The SSH Key Chaos Problem
Every engineering team starts the same way: someone generates an SSH key pair, copies the public key to a server, and gets to work. It's fast, it's simple, and it works. Then the team grows. Five engineers become fifty. One server becomes two hundred. And suddenly, those innocent key pairs have metastasized into a sprawling, untracked web of persistent access credentials scattered across your entire infrastructure.
This is SSH key sprawl, and it's one of the most underestimated security risks in modern infrastructure. Unlike passwords, SSH keys don't expire. Unlike API tokens, they're rarely rotated. Unlike SSO sessions, there's no centralized dashboard telling you which keys grant access to which servers. They just sit there — in ~/.ssh/authorized_keys files on hundreds of machines — quietly waiting.
The scale of the problem is staggering. Most organizations have no idea how many SSH keys exist in their environment, who created them, or what they unlock.

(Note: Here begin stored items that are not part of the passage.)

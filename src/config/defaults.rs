/// Configuration default values
///
/// All defaults live here so they can be changed in one place.
// Batch upsert defaults
pub const DEFAULT_BATCH_SIZE: usize = 10;
pub const DEFAULT_BATCH_DELAY_MS: u64 = 300;
pub const DEFAULT_MAX_RETRIES: u32 = 3;
pub const DEFAULT_RETRY_INITIAL_DELAY_MS: u64 = 200;
pub const DEFAULT_RETRY_MAX_DELAY_MS: u64 = 5_000;
pub const DEFAULT_BACKOFF_MULTIPLIER: f64 = 2.0;
pub const DEFAULT_RETRY_JITTER: bool = true;
pub const DEFAULT_ITEM_LIMIT: usize = 500;
pub const DEFAULT_CONCURRENCY: usize = 1;

// Board API defaults
pub const DEFAULT_BOARD_API_URL: &str = "https://api.monday.com/v2";
pub const DEFAULT_REQUEST_TIMEOUT_SECS: u64 = 30;

// Dedupe defaults
pub const DEFAULT_FUZZY_THRESHOLD: f64 = 0.9;

// Logging defaults
pub const DEFAULT_LOG_LEVEL: &str = "info";
pub const DEFAULT_LOG_JSON: bool = false;

// Environment
pub const ENV_PREFIX: &str = "RECIPE_ENGINE_";
pub const ENV_NESTING_SEPARATOR: &str = "__";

Consider a typical scenario: an engineer joins your company, generates a key pair, and distributes the public key to every server they need. Over the next two years, they accumulate access to production databases, CI/CD runners, internal tools, and staging environments. Then they leave the company. Their laptop is wiped, but their public keys remain on every server they ever touched. Those keys are now orphaned credentials — valid access paths that your offboarding process never cleaned up because nobody knew they existed.
Security Warning
A single orphaned SSH key on a production server is a persistent backdoor. Unlike expired passwords or revoked OAuth tokens, static SSH keys remain valid indefinitely unless someone manually removes them from every server where they were installed. Most organizations never do.
The root cause isn't carelessness — it's the architecture of SSH key-based authentication itself. It was designed for a world where one sysadmin managed a handful of servers. It was never designed for dynamic, elastic infrastructure operated by distributed teams shipping code dozens of times a day.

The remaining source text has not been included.